In vertebrates, hepcidin is the peptide hormone that homeostatically regulates the body's supply of elemental iron, an indispensible reactant in many biological processes. Worldwide over a billion people are affected by diseases associated with iron imbalance. These conditions can be categorized as disorders in which hepcidin responds physiologically and disorders in which hepcidin is dysregulated. In the former, lack of dietary iron appropriately suppresses hepcidin to maximize dietary iron absorption capacity. Iron-restricted anemia can develop, nevertheless, if the iron content of food is not sufficient. In the latter, inappropriate hepcidin stimulation by cytokines, during chronic inflammation for example, reduces plasma iron and anemia results despite adequate levels of dietary and body iron.
Iron absorption depends on the interaction between hepcidin and its receptor, the iron exporting channel, ferroportin. When hepcidin activity is insufficient, iron pathways saturate and excess iron intoxicates the organs in which it accumulates. When plasma iron levels need to be reduced, hepcidin is secreted by the liver into circulation where it finds ferroportin and initiates its internalization and degradation. Plasma iron flow is thus blocked from the principle ferroportin-expressing cell types including, but not limited to, enterocytes, macrophages of the spleen and liver and hepatocytes until an unknown signaling mechanism suppresses hepcidin production to allow iron to flow to sites of need.

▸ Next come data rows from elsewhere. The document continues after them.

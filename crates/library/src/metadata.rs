//! Tag parsing seam.
//!
//! The M4B atom walker and the ID3v2 reader are external; the scan pipeline
//! only needs what they extract. Implementations read through the same
//! [`Storage`] handle the scan uses, so they inherit its chip-select release.

use heapless::Vec;
use platform::Storage;

use crate::track::{Author, MediaKind, Title};

/// Chapter markers kept per book.
pub const MAX_CHAPTERS: usize = 64;

/// What a tag parser found in one file.
#[derive(Debug, Clone, Default, PartialEq, Eq)]
pub struct TrackTags {
    /// Title tag; empty if absent.
    pub title: Title,
    /// Artist/author tag; empty if absent.
    pub author: Author,
    /// Duration from the header in seconds, 0 if unknown.
    pub duration_s: u32,
    /// Chapter start offsets in seconds, ascending.
    pub chapters: Vec<u32, MAX_CHAPTERS>,
}

impl TrackTags {
    /// Sort chapter starts and drop duplicates; the first chapter is
    /// always at 0 if any exist.
    pub fn normalize(&mut self) {
        self.chapters.sort_unstable();
        let mut last: Option<u32> = None;
        self.chapters.retain(|c| {
            let keep = last != Some(*c);
            last = Some(*c);
            keep
        });
        if self.chapters.first().is_some_and(|first| *first != 0) {
            if self.chapters.is_full() {
                self.chapters.pop();
            }
            let _ = self.chapters.insert(0, 0);
        }
    }
}

/// Metadata reader for one audio file.
pub trait TagParser {
    /// Error type
    type Error: core::fmt::Debug;

    /// Parse the tags of `path`, dispatching on `kind`.
    fn parse<S: Storage>(
        &mut self,
        sd: &mut S,
        path: &str,
        kind: MediaKind,
    ) -> impl core::future::Future<Output = Result<TrackTags, Self::Error>>;
}

/// Parser for cards without tag support: every file falls back to its name.
#[derive(Debug, Clone, Copy, Default)]
pub struct NoTags;

impl TagParser for NoTags {
    type Error = core::convert::Infallible;

    async fn parse<S: Storage>(
        &mut self,
        _sd: &mut S,
        _path: &str,
        _kind: MediaKind,
    ) -> Result<TrackTags, Self::Error> {
        Ok(TrackTags::default())
    }
}

#[cfg(test)]
mod tests {
    use super::*;

    #[test]
    fn test_normalize_sorts_and_anchors_at_zero() {
        let mut t = TrackTags::default();
        for c in [900, 400, 400, 30] {
            t.chapters.push(c).unwrap();
        }
        t.normalize();
        assert_eq!(t.chapters.as_slice(), &[0, 30, 400, 900]);
    }

    #[test]
    fn test_normalize_keeps_existing_zero() {
        let mut t = TrackTags::default();
        t.chapters.extend_from_slice(&[0, 400, 900]).unwrap();
        t.normalize();
        assert_eq!(t.chapters.as_slice(), &[0, 400, 900]);
    }
}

How the liver moderates hepcidin production in response to increased body iron is still not completely understood, but Chapter 1 of this dissertation, describes the use of mouse models of hepcidin deficiency to define two signals that independently regulate hepcidin production. Chapter 2 builds on a collaboration described in Chapter 3, and details the optimization and use of hepcidin mimetics to treat iron overload caused by hepcidin deficiency. Chapter 4 is another collaboration that elucidates novel signaling pathways that suppress hepcidin and their connection to iron overload in conditions that damage cells of the liver.